What is being asked
Go through the entries below and collect each line with the string "PomodoroPhase" in it.

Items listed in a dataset
^^^^^^^^^^^^^^^^

//! Display utilities for the timekeeper CLI.
//!
//! This module provides formatted output for:
//! - Live timer lines
//! - JSON snapshot lines
//! - Status display
//! - Error messages

use std::io::{self, Write};

use crate::types::{format_hms, Mode, PomodoroPhase, Snapshot};

// ============================================================================
// Display
// ============================================================================

/// Formatting helpers for CLI output.
pub struct Display;

impl Display {
    /// Formats the time shown for a snapshot.
    pub fn format_time(snapshot: &Snapshot) -> String {
        let time = format_hms(snapshot.display_seconds);
        match snapshot.centiseconds {
            Some(centis) => format!("{}.{:02}", time, centis),
            None => time,
        }
    }

    /// Formats a one-line view of a snapshot.
    pub fn format_line(snapshot: &Snapshot) -> String {
        let time = Self::format_time(snapshot);
        match snapshot.mode {
            Mode::Clock => time,
            Mode::Pomodoro => {
                let phase = snapshot.pomodoro_phase.unwrap_or_default();
                let cycles = snapshot.pomodoro_cycle_count.unwrap_or(0);
                format!(
                    "{} [{} #{}]{}",
                    time,
                    Self::phase_label(phase),
                    cycles,
                    Self::paused_suffix(snapshot)
                )
            }
            Mode::Stopwatch | Mode::Countdown => {
                format!("{}{}", time, Self::paused_suffix(snapshot))
            }
        }
    }

    /// Formats the multi-line status view.
    pub fn format_status(snapshot: &Snapshot) -> String {
        let mut lines = vec![
            "timekeeper status".to_string(),
            "─────────────────".to_string(),
            format!("mode: {}", snapshot.mode),
            format!("time: {}", Self::format_time(snapshot)),
        ];
        if snapshot.mode.is_startable() {
            let state = if snapshot.is_running { "running" } else { "stopped" };
            lines.push(format!("state: {}", state));
        }
        if let Some(phase) = snapshot.pomodoro_phase {
            lines.push(format!("phase: {}", Self::phase_label(phase)));
        }
        if let Some(cycles) = snapshot.pomodoro_cycle_count {
            lines.push(format!("pomodoros: {}", cycles));
        }
        lines.join("\n")
    }

    /// Returns a human-readable phase name.
    pub fn phase_label(phase: PomodoroPhase) -> &'static str {
        match phase {
            PomodoroPhase::Ready => "ready",
            PomodoroPhase::Work => "work",
            PomodoroPhase::Break => "break",
            PomodoroPhase::LongBreak => "long break",
        }
    }

    /// Shows an error message.
    pub fn show_error(message: &str) {
        eprintln!("error: {}", message);
    }

    fn paused_suffix(snapshot: &Snapshot) -> &'static str {
        if snapshot.is_running {
            ""
        } else {
            " (stopped)"
        }
    }
}

// ============================================================================
// Renderer
// ============================================================================

/// Writes snapshots and messages to an output stream.
///
/// In text mode ticks redraw a single live line; messages end the live
/// line first. In JSON mode every snapshot is its own line.
#[derive(Debug)]
pub struct Renderer<W: Write> {
    out: W,
    json: bool,
    live: bool,
}

impl Renderer<io::Stdout> {
    /// Creates a renderer writing to stdout.
    pub fn stdout(json: bool) -> Self {
        Self::new(io::stdout(), json)
    }
}

impl<W: Write> Renderer<W> {
    /// Creates a renderer writing to `out`.
    pub fn new(out: W, json: bool) -> Self {
        Self {
            out,
            json,
            live: false,
        }
    }

    /// Renders a snapshot.
    pub fn snapshot(&mut self, snapshot: &Snapshot) -> io::Result<()> {
        if self.json {
            let line = serde_json::to_string(snapshot)?;
            writeln!(self.out, "{}", line)?;
        } else {
            write!(self.out, "\r\x1b[2K{}", Display::format_line(snapshot))?;
            self.live = true;
        }
        self.out.flush()
    }

    /// Prints a message on its own line.
    ///
    /// Messages are suppressed in JSON mode to keep the output parseable.
    pub fn message(&mut self, text: &str) -> io::Result<()> {
        if self.json {
            return Ok(());
        }
        self.end_live_line()?;
        writeln!(self.out, "{}", text)?;
        self.out.flush()
    }

    /// Terminates the live line, if any.
    pub fn finish(&mut self) -> io::Result<()> {
        self.end_live_line()?;
        self.out.flush()
    }

    /// Returns the underlying writer.
    pub fn into_inner(self) -> W {
        self.out
    }

    fn end_live_line(&mut self) -> io::Result<()> {
        if self.live {
            writeln!(self.out)?;
            self.live = false;
        }
        Ok(())
    }
}

// ============================================================================
// Tests
// ============================================================================

#[cfg(test)]
mod tests {
    use super::*;

    fn snapshot(mode: Mode, seconds: u64, running: bool) -> Snapshot {
        Snapshot {
            mode,
            is_running: running,
            display_seconds: seconds,
            centiseconds: None,
            pomodoro_phase: None,
            pomodoro_cycle_count: None,
        }
    }

    // ------------------------------------------------------------------------
    // Format Tests
    // ------------------------------------------------------------------------

    mod format_tests {
        use super::*;

        #[test]
        fn test_format_time_plain() {
            assert_eq!(
                Display::format_time(&snapshot(Mode::Countdown, 3723, true)),
                "01:02:03"
            );
        }

        #[test]
        fn test_format_time_centiseconds() {
            let mut s = snapshot(Mode::Stopwatch, 5, true);
            s.centiseconds = Some(7);
            assert_eq!(Display::format_time(&s), "00:00:05.07");
        }

        #[test]
        fn test_format_line_clock() {
            assert_eq!(
                Display::format_line(&snapshot(Mode::Clock, 45_296, false)),
                "12:34:56"
            );
        }

        #[test]
        fn test_format_line_stopped() {
            assert_eq!(
                Display::format_line(&snapshot(Mode::Stopwatch, 61, false)),
                "00:01:01 (stopped)"
            );
        }

        #[test]
        fn test_format_line_pomodoro() {
            let mut s = snapshot(Mode::Pomodoro, 1500, true);
            s.pomodoro_phase = Some(PomodoroPhase::LongBreak);
            s.pomodoro_cycle_count = Some(4);
            assert_eq!(Display::format_line(&s), "00:25:00 [long break #4]");
        }

        #[test]
        fn test_format_status() {
            let mut s = snapshot(Mode::Pomodoro, 90, false);
            s.pomodoro_phase = Some(PomodoroPhase::Work);
            s.pomodoro_cycle_count = Some(2);

            let status = Display::format_status(&s);

            assert!(status.contains("mode: pomodoro"));
            assert!(status.contains("time: 00:01:30"));
            assert!(status.contains("state: stopped"));
            assert!(status.contains("phase: work"));
            assert!(status.contains("pomodoros: 2"));
        }

        #[test]
        fn test_format_status_clock_has_no_state() {
            let status = Display::format_status(&snapshot(Mode::Clock, 0, false));
            assert!(!status.contains("state:"));
        }
    }

    // ------------------------------------------------------------------------
    // Renderer Tests
    // ------------------------------------------------------------------------

    mod renderer_tests {
        use super::*;

        #[test]
        fn test_text_mode_live_line_then_message() {
            let mut renderer = Renderer::new(Vec::new(), false);

            renderer.snapshot(&snapshot(Mode::Countdown, 2, true)).unwrap();
            renderer.snapshot(&snapshot(Mode::Countdown, 1, true)).unwrap();
            renderer.message("Time's up!").unwrap();
            renderer.finish().unwrap();

            let out = String::from_utf8(renderer.into_inner()).unwrap();
            assert!(out.contains("\r\x1b[2K00:00:02"));
            assert!(out.ends_with("00:00:01\nTime's up!\n"));
        }

        #[test]
        fn test_json_mode_lines() {
            let mut renderer = Renderer::new(Vec::new(), true);

            renderer.snapshot(&snapshot(Mode::Stopwatch, 3, true)).unwrap();
            renderer.message("ignored").unwrap();
            renderer.finish().unwrap();

            let out = String::from_utf8(renderer.into_inner()).unwrap();
            assert_eq!(
                out,
                "{\"mode\":\"stopwatch\",\"isRunning\":true,\"displaySeconds\":3}\n"
            );
        }

        #[test]
        fn test_finish_without_live_line_writes_nothing() {
            let mut renderer = Renderer::new(Vec::new(), false);
            renderer.finish().unwrap();
            assert!(renderer.into_inner().is_empty());
        }
    }
}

^^^^^^^^^^^^^^^^

Problem solution
use crate::types::{format_hms, Mode, PomodoroPhase, Snapshot};
    pub fn phase_label(phase: PomodoroPhase) -> &'static str {
            PomodoroPhase::Ready => "ready",
            PomodoroPhase::Work => "work",
            PomodoroPhase::Break => "break",
            PomodoroPhase::LongBreak => "long break",
            s.pomodoro_phase = Some(PomodoroPhase::LongBreak);
            s.pomodoro_phase = Some(PomodoroPhase::Work);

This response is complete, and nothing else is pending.